§ Record extracts
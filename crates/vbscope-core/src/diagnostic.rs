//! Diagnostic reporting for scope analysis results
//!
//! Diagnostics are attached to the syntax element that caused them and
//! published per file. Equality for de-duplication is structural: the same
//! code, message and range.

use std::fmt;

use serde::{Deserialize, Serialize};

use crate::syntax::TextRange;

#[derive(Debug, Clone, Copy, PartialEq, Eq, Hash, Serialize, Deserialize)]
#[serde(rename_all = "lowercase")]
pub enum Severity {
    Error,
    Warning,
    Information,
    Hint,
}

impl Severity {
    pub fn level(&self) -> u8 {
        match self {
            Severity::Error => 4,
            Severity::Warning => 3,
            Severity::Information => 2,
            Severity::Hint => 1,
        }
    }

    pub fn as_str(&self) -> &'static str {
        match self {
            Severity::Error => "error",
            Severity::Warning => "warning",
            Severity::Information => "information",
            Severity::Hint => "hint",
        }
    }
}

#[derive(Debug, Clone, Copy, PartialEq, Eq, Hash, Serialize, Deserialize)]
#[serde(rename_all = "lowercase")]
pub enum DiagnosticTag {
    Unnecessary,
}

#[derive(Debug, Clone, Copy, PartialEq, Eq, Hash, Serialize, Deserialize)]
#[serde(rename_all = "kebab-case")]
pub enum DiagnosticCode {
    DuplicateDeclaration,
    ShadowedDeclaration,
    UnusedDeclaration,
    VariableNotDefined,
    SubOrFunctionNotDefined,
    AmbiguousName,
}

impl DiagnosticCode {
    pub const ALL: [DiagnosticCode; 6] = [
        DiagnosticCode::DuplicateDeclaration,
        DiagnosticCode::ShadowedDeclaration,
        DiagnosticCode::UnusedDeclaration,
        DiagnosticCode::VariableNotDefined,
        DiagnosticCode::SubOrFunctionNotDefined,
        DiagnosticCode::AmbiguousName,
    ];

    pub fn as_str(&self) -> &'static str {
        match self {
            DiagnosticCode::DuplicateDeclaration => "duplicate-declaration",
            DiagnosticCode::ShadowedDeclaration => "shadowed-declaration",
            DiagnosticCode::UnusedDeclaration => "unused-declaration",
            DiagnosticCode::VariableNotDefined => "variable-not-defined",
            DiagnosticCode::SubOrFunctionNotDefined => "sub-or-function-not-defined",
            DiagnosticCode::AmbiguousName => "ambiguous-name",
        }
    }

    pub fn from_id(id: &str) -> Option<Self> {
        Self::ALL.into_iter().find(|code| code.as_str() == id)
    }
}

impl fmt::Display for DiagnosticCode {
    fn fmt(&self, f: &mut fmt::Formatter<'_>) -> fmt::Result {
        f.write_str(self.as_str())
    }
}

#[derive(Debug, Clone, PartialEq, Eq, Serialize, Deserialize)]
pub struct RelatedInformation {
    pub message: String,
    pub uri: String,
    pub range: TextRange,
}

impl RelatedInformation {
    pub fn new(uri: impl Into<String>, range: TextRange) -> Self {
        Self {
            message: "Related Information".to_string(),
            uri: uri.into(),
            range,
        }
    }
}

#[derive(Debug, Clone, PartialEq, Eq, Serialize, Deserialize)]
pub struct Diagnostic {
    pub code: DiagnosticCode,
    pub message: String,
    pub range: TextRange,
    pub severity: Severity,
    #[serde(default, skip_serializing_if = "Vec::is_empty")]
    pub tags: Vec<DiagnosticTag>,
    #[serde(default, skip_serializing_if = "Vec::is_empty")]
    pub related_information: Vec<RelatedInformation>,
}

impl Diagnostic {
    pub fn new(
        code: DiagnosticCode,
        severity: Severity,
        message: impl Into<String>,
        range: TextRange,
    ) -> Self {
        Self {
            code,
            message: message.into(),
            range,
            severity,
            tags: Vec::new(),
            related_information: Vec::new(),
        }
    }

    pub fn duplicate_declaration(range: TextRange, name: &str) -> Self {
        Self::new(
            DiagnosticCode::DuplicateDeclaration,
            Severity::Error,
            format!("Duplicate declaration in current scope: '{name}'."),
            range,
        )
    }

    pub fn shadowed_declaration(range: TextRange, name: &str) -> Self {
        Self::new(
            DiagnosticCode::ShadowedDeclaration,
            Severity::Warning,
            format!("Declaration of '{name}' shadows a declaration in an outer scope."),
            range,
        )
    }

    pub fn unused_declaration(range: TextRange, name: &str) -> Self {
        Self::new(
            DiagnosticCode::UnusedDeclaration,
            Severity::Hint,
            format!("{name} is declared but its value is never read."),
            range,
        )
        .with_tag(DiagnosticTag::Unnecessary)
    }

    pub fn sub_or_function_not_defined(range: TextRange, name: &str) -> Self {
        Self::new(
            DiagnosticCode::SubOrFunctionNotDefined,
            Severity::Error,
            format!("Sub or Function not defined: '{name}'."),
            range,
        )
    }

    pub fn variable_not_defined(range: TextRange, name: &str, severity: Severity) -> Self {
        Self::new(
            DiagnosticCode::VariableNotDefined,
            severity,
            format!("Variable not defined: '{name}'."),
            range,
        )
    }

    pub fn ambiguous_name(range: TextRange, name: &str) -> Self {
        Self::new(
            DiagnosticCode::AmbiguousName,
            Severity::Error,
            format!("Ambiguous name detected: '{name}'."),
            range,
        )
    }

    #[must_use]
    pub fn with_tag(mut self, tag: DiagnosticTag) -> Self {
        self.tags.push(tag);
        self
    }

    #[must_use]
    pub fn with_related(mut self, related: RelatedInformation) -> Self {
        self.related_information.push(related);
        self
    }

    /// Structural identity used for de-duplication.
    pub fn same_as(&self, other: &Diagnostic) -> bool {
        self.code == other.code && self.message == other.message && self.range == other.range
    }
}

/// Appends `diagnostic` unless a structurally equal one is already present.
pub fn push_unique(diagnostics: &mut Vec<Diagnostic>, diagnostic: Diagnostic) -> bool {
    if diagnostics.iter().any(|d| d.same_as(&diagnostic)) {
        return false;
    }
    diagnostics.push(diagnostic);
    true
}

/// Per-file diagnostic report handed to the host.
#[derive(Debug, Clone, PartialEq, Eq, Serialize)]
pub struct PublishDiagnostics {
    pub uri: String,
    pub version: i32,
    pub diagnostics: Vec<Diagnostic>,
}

§ Exercise details
Quote the data above verbatim from its first line to the line that includes "pub enum Severity", with both boundary lines retained.

§ Exercise response
filename crates/vbscope-core/src/diagnostic.rs
//! Diagnostic reporting for scope analysis results
//!
//! Diagnostics are attached to the syntax element that caused them and
//! published per file. Equality for de-duplication is structural: the same
//! code, message and range.

use std::fmt;

use serde::{Deserialize, Serialize};

use crate::syntax::TextRange;

#[derive(Debug, Clone, Copy, PartialEq, Eq, Hash, Serialize, Deserialize)]
#[serde(rename_all = "lowercase")]
pub enum Severity {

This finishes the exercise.